Congress loosened the rules for taking money out of retirement accounts for those adversely affected by Covid-19, but even though the pandemic is still raging, there’s a deadline coming up for taking enhanced loans: It’s September 22. The deadline for taking 401(k) or IRA distributions under the special rules is December 31.
If you’re in a financial squeeze because of the coronavirus, tapping your retirement savings should be the last place you look to, after using up emergency savings. Still a lot of Americans are reaching into their retirement accounts.
Among the 401(k) and 403(b) workplace retirement plans that it administers, Fidelity Investments had processed just over 1 million CARES Act distributions through August, with more than a third of those in July and August. Enhanced loans aren’t as popular, but the number of Fidelity clients taking them is going up too. Fidelity found that 36,000 individuals had taken CARES loans through June. Another 33,000 Fidelity account holders took CARES loans in July and August, for a total of 69,000.

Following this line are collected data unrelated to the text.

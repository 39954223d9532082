//! Custom assertions for E2E tests

use catalog_client::{RegistryClient, ServiceDetails};

/// Assert that `details` lists exactly these endpoints, in order.
pub fn assert_endpoints(details: &ServiceDetails, expected: &[(&str, u16)]) -> Result<(), String> {
    let actual: Vec<(&str, u16)> = details
        .nodes
        .iter()
        .map(|n| (n.address.as_str(), n.service_port))
        .collect();

    if actual == expected {
        Ok(())
    } else {
        Err(format!(
            "Service '{}' has endpoints {:?}, expected {:?}",
            details.name, actual, expected
        ))
    }
}

/// Assert that the registry lists exactly these service names, in order.
pub async fn assert_service_names(client: &RegistryClient, expected: &[&str]) -> Result<(), String> {
    let services = client
        .list_services()
        .await
        .map_err(|e| format!("list failed: {}", e))?;
    let names: Vec<&str> = services.iter().map(|s| s.name.as_str()).collect();

    if names == expected {
        Ok(())
    } else {
        Err(format!("Registry lists {:?}, expected {:?}", names, expected))
    }
}
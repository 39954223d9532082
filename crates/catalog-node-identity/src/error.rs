/// Errors for node identity derivation
#[derive(Debug, thiserror::Error)]
pub enum IdentityError {
    #[error("CPU introspection is not supported on {0}")]
    Unsupported(&'static str),

    #[error("Failed to read {path}: {source}")]
    Read {
        path: String,
        #[source]
        source: std::io::Error,
    },

    #[error("CPU descriptor is missing the {0} field")]
    MissingField(&'static str),

    #[error("Invalid CPU clock value: {0}")]
    InvalidClock(String),
}
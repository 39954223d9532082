//! Listening transports for the registry server.
//!
//! # Rust Learning Note
//!
//! ## Conditional Compilation
//!
//! ```rust,ignore
//! #[cfg(unix)]
//! UnixSocket { path: PathBuf },
//! ```
//!
//! An enum variant can exist on some platforms only. Every `match` over the
//! enum then needs the same `#[cfg]` on the matching arm, and the compiler
//! checks both builds for exhaustiveness.

use std::net::{IpAddr, Ipv4Addr, SocketAddr};
#[cfg(unix)]
use std::path::PathBuf;

/// Default HTTP port of the registry.
pub const DEFAULT_PORT: u16 = 8000;

/// Where the registry server listens.
#[derive(Debug, Clone, PartialEq, Eq)]
pub enum TransportConfig {
    /// TCP socket on the given interface and port.
    Tcp { listen: IpAddr, port: u16 },

    /// Unix domain socket (Unix only).
    #[cfg(unix)]
    UnixSocket { path: PathBuf },
}

impl TransportConfig {
    /// TCP on all interfaces.
    pub fn tcp(port: u16) -> Self {
        Self::Tcp {
            listen: IpAddr::V4(Ipv4Addr::UNSPECIFIED),
            port,
        }
    }

    pub fn tcp_on(listen: IpAddr, port: u16) -> Self {
        Self::Tcp { listen, port }
    }

    #[cfg(unix)]
    pub fn unix_socket(path: impl Into<PathBuf>) -> Self {
        Self::UnixSocket { path: path.into() }
    }

    /// Returns a human-readable description of the transport.
    pub fn describe(&self) -> String {
        match self {
            TransportConfig::Tcp { listen, port } => {
                format!("TCP on {}", SocketAddr::new(*listen, *port))
            }

            #[cfg(unix)]
            TransportConfig::UnixSocket { path } => {
                format!("Unix domain socket at {}", path.display())
            }
        }
    }
}

impl Default for TransportConfig {
    fn default() -> Self {
        Self::tcp(DEFAULT_PORT)
    }
}
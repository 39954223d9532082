//! # Catalog Node Identity
//!
//! Derives a stable node identifier from the local hardware description.
//!
//! The catalog client falls back to this identity when the caller does not
//! supply a node id. The same machine always yields the same identity, and
//! nothing is cached or written to disk between calls.
//!
//! ```no_run
//! let node_id = catalog_node_identity::get_node_identity()?;
//! assert_eq!(node_id.len(), 128);
//! # Ok::<(), catalog_node_identity::IdentityError>(())
//! ```

pub mod cpu;
pub mod error;
pub mod fingerprint;

pub use cpu::{CpuDescriptor, CpuInfoSource, HostCpuInfo};
pub use error::IdentityError;
pub use fingerprint::fingerprint;

/// Computes the identity of the machine this process runs on.
pub fn get_node_identity() -> Result<String, IdentityError> {
    derive_identity(&HostCpuInfo::default())
}

/// Computes an identity from an arbitrary descriptor source.
pub fn derive_identity(source: &dyn CpuInfoSource) -> Result<String, IdentityError> {
    let descriptor = source.describe()?;
    let identity = fingerprint(&descriptor);
    tracing::debug!(brand = %descriptor.brand, arch = %descriptor.arch, "Derived node identity");
    Ok(identity)
}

The CARES Act, passed in March in response to the Covid-19 pandemic, increases the amount you can borrow from your 401(k). For loans taken from March 27 through September 22, 2020, you can borrow 100% of your account balance up to $100,000 (less any outstanding loans). That’s up from the normal rules that allow you to borrow as much as 50% of your account balance up to a $50,000 limit.
Under the CARES Act, you also can take up to $100,000 as a distribution from a 401(k) or IRA in calendar year 2020, and the normal 10% early withdrawal penalty for folks under 59 1/2 is waived. You’ll still owe income taxes on the money you take out, but you’re allowed three years to pay the taxes. If your circumstances improve, the law says that you can redeposit the money you took out back into your retirement account (or another eligible retirement account) as a rollover contribution within three years.
Why aren’t more people taking enhanced loans? They might calculate they won’t be able to afford the required payments. And there’s this danger: If you leave your employer, a defaulted COVID-19-related loan would incur full income taxation plus the 10% early withdrawal penalty in the year of default.
Thinking about tapping your 401(k) or IRA? Here are some more warnings from experts.
Are you eligible? Your retirement plan will ask you to certify that you’re eligible. Valid reasons include having had Covid-19 or being laid off or unable to work due to child care, for example. The IRS expanded eligibility for 401(k) and IRA loans and distributions in June Covid-related guidance.
“It’s the individual certifying on their tax return that they’re eligible; they’re subjecting themselves to an IRS audit,” says Jeff Holdvogt, an employee benefits lawyer with McDermott Will & Emery in Chicago.
Watch out for fraudsters. Scammers are encouraging investors to take money out of their retirement accounts under the CARES rules not for current financial needs but to invest in high-risk, high-fee investments, according to an alert from the Securities & Exchange Commission, which includes factors to consider before borrowing against your retirement account to make new investments.
Consider the long-term. The Employee Benefit Research Council has found that using retirement plans as de facto emergency savings vehicles where workers are provided CARES-like access to withdrawals as various crises occur could be catastrophic, reducing retirement balances as a multiple of pay at age 65 by 54 percent. That said, EBRI also found limited reductions in projected retirement balances when employees pay back CARES distributions or take new loans.
The IRS has detailed guidance for coronavirus-related distributions and loans from retirement accounts in Notice 2020-50.